The PII Cocktail – Combining User Databases
Posted: May 24, 2012
Personally Identifiable Information – otherwise known as PII. For online businesses, it is perhaps the “holy grail” of information. Some regulators and plaintiffs’ lawyers, however, think it should be treated as “forbidden fruit.” PII is variously defined, depending on the context. But it can be thought of generally as any information that is detailed enough to identify a specific person. Many online businesses depend on PII to run their business. It’s especially valuable when it comes to advertising. By identifying specific people, advertisers can sometimes target ads towards individuals based on characteristics unique to that person, such as spending habits. This gives the advertisers the ultimate bang for their buck.
But various privacy laws have been enacted to protect consumers from being identified without their knowledge and affirmative consent. In the healthcare arena, the Health Insurance Portability and Accountability Act precludes covered entities from disclosing health-related information that can be used by a third party to identify specific individuals without their consent. Collection of information regarding children under 13 is regulated by the Children’s Online Privacy Protection Act. Other regulatory schemes are designed to protect consumers in specific sectors (e.g. credit reports, financial information, employment background checks) from the collection and dissemination of PII. In other parts of the world (like Europe), collection of PII is generally restricted to very specific purposes, and it’s transmission to certain other countries (like the United States) basically prohibited, except under certain rules.

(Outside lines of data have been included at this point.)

//! PostgreSQL-backed `UserRepository` implementation using Diesel ORM.

use async_trait::async_trait;
use diesel::prelude::*;
use diesel_async::RunQueryDsl;

use crate::domain::ports::{UserPersistenceError, UserRepository};
use crate::domain::user::PasswordHash;
use crate::domain::{EmailAddress, User, UserId, Username};

use super::diesel_helpers::{is_unique_violation, map_basic_diesel_error, map_basic_pool_error};
use super::models::{NewUserRow, UserRow};
use super::pool::{DbPool, PoolError};
use super::schema::users;

/// Diesel-backed implementation of the user repository port.
#[derive(Clone)]
pub struct DieselUserRepository {
    pool: DbPool,
}

impl DieselUserRepository {
    /// Create a new repository with the given connection pool.
    pub fn new(pool: DbPool) -> Self {
        Self { pool }
    }
}

/// Map pool errors to domain repository errors.
fn map_pool_error(error: PoolError) -> UserPersistenceError {
    map_basic_pool_error(error, |message| UserPersistenceError::connection(message))
}

/// Map Diesel errors to domain repository errors.
fn map_diesel_error(error: diesel::result::Error) -> UserPersistenceError {
    map_basic_diesel_error(
        error,
        UserPersistenceError::query,
        UserPersistenceError::connection,
    )
}

/// Convert a database row into a validated domain user.
fn row_to_user(row: UserRow) -> Result<User, UserPersistenceError> {
    let UserRow {
        id,
        username,
        email,
        password_hash,
        created_at: _,
        updated_at: _,
    } = row;

    let username = Username::new(username)
        .map_err(|err| UserPersistenceError::query(format!("decode username: {err}")))?;
    let email = EmailAddress::new(email)
        .map_err(|err| UserPersistenceError::query(format!("decode email: {err}")))?;
    let password_hash = PasswordHash::new(password_hash)
        .map_err(|err| UserPersistenceError::query(format!("decode password hash: {err}")))?;

    Ok(User::new(
        UserId::from_uuid(id),
        username,
        email,
        password_hash,
    ))
}

#[async_trait]
impl UserRepository for DieselUserRepository {
    async fn insert(&self, user: &User) -> Result<(), UserPersistenceError> {
        let mut conn = self.pool.get().await.map_err(map_pool_error)?;

        let new_row = NewUserRow {
            id: *user.id().as_uuid(),
            username: user.username().as_ref(),
            email: user.email().as_ref(),
            password_hash: user.password_hash().expose(),
        };

        diesel::insert_into(users::table)
            .values(&new_row)
            .execute(&mut conn)
            .await
            .map(|_| ())
            .map_err(|error| {
                // The unique index on username surfaces as its own variant so
                // the auth service can answer with a conflict.
                if is_unique_violation(&error) {
                    UserPersistenceError::duplicate_username(user.username().as_ref())
                } else {
                    map_diesel_error(error)
                }
            })
    }

    async fn find_by_username(
        &self,
        username: &Username,
    ) -> Result<Option<User>, UserPersistenceError> {
        let mut conn = self.pool.get().await.map_err(map_pool_error)?;

        let row = users::table
            .filter(users::username.eq(username.as_ref()))
            .select(UserRow::as_select())
            .first::<UserRow>(&mut conn)
            .await
            .optional()
            .map_err(map_diesel_error)?;

        row.map(row_to_user).transpose()
    }

    async fn find_by_id(&self, id: &UserId) -> Result<Option<User>, UserPersistenceError> {
        let mut conn = self.pool.get().await.map_err(map_pool_error)?;

        let row = users::table
            .filter(users::id.eq(id.as_uuid()))
            .select(UserRow::as_select())
            .first::<UserRow>(&mut conn)
            .await
            .optional()
            .map_err(map_diesel_error)?;

        row.map(row_to_user).transpose()
    }
}

#[cfg(test)]
mod tests {
    //! Regression coverage for error mapping and row conversion edge cases.

    use chrono::Utc;
    use rstest::{fixture, rstest};
    use uuid::Uuid;

    use super::*;

    #[fixture]
    fn valid_row() -> UserRow {
        let now = Utc::now();
        UserRow {
            id: Uuid::new_v4(),
            username: "alice".to_owned(),
            email: "alice@example.com".to_owned(),
            password_hash: "$argon2id$v=19$m=19456,t=2,p=1$c2FsdA$aGFzaA".to_owned(),
            created_at: now,
            updated_at: now,
        }
    }

    #[rstest]
    fn pool_error_maps_to_connection_error() {
        let repo_err = map_pool_error(PoolError::checkout("connection refused"));
        assert!(matches!(repo_err, UserPersistenceError::Connection { .. }));
    }

    #[rstest]
    fn row_conversion_produces_domain_user(valid_row: UserRow) {
        let expected_id = valid_row.id;
        let user = row_to_user(valid_row).expect("valid row converts");
        assert_eq!(user.id().as_uuid(), &expected_id);
        assert_eq!(user.username().as_ref(), "alice");
    }

    #[rstest]
    fn row_conversion_rejects_malformed_email(valid_row: UserRow) {
        let mut row = valid_row;
        row.email = "not-an-email".to_owned();

        let error = row_to_user(row).expect_err("malformed email should fail");
        assert!(matches!(error, UserPersistenceError::Query { .. }));
        assert!(error.to_string().contains("decode email"));
    }
}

Some would argue that PII is THE asset of the modern information world. Facebook’s recently announced acquisitions of Instagram (pre-IPO) and Karma (post-IPO) signal the social media giant’s desire (need?) to increase the information contained in their user databases to meet advertisers’ expectations. And FaceBook isn’t the only one. More and more online businesses are gathering, storing, and analyzing vast amounts of user data that is willingly submitted by their users. For many companies, the ability to use and manipulate this data for the purpose of targeted ads is their means of attracting advertisers, often their primary source of income. While these companies require user identifying information in order to sign up for their services, they often employ practices to scrub or screen their data when sharing it with marketing firms or other third parties. Nonetheless, it is the acquisition of user data itself which may become the larger issue in the end.
That’s because sanitizing data is getting more complicated. Before the 1990’s, the scrubbing of databases containing PII was “relatively” easy. Data was typically 1) limited because of size and the cost of memory, 2) collected by third parties, and 3) rarely shared across platforms. Back then, even if user databases were combined, because of the limited capabilities of computing resources, mining very large databases to retrieve PII was difficult, if not impossible. Because of these limitations, the data were typically “anonymized,” or in other words, it was not feasible to mine the data to determine information about specific individuals, or “reidentify” individuals. But the world of 1990 is significantly different from the world of today. Computing resources have increased exponentially. Memory is cheap and abundant. Consumers are increasingly using online websites for purchasing goods. Friends and family are connecting socially online. All of this activity generates vast amounts of valuable data. In the past, removing PII and anonymizing data meant deleting a couple of data fields. Anonymizing data in today’s world means using complex algorithms with the aim of scrubbing the databases of PII, while leaving enough useful data to broker or otherwise use. In other words, cut the fat, not the meat. In a single entity, these algorithms have worked fairly well to remove PII. Recent incidents involving the dissemination of PII have typically involved security breaches or inadvertent data dumps.
But other issues can arise when companies merge or are acquired. The same algorithms used to protect against the inadvertent disclosure of PII may be less effective when the databases of two companies are combined. In fact, the combination of the scrubbed (i.e. clean) data from two different databases may create “new data” in and of itself. Increasingly, the FTC is asked by privacy groups to review privacy issues relating to user database consolidations. We saw a little of this in 2007 when Google announced the acquisition of DoubleClick, an online advertising company. Numerous consumer privacy advocates petitioned the FTC to block the acquisition, alleging that the combination of the user databases would compromise consumer privacy. The FTC investigation into the Google/DoubleClick merger was closed the following December with the FTC doing relatively little, noting that it does not have the legal authority to block mergers based on privacy related issues. The FTC instead issued proposed “Self-Regulatory” privacy principles that it suggested companies follow. These non-binding principles are used by some companies to establish their own privacy rules, and the FTC has been active in pressuring companies to comply with their own privacy rules. For example, the FTC and Myspace recently entered into a settlement in which Myspace will be required to change their operating procedures based on their website’s privacy rules, a similar settlement to the one reached with Facebook.
Although the FTC closed the Google/Doubleclick investigation with a rare admission to the limits of its regulatory authority, this issue isn’t going away. With the increased number of users that willingly submit sensitive data online, and the computing resources available now to reidentify users, there will likely be future government investigations into user database mergers. Companies that broker or make other use of vast amounts of user data, especially in advertising, should be aware of possible database consolidation issues and take a proactive approach in trying to figure out if the combination of data is an issue, or else the combination of databases can be a toxic cocktail.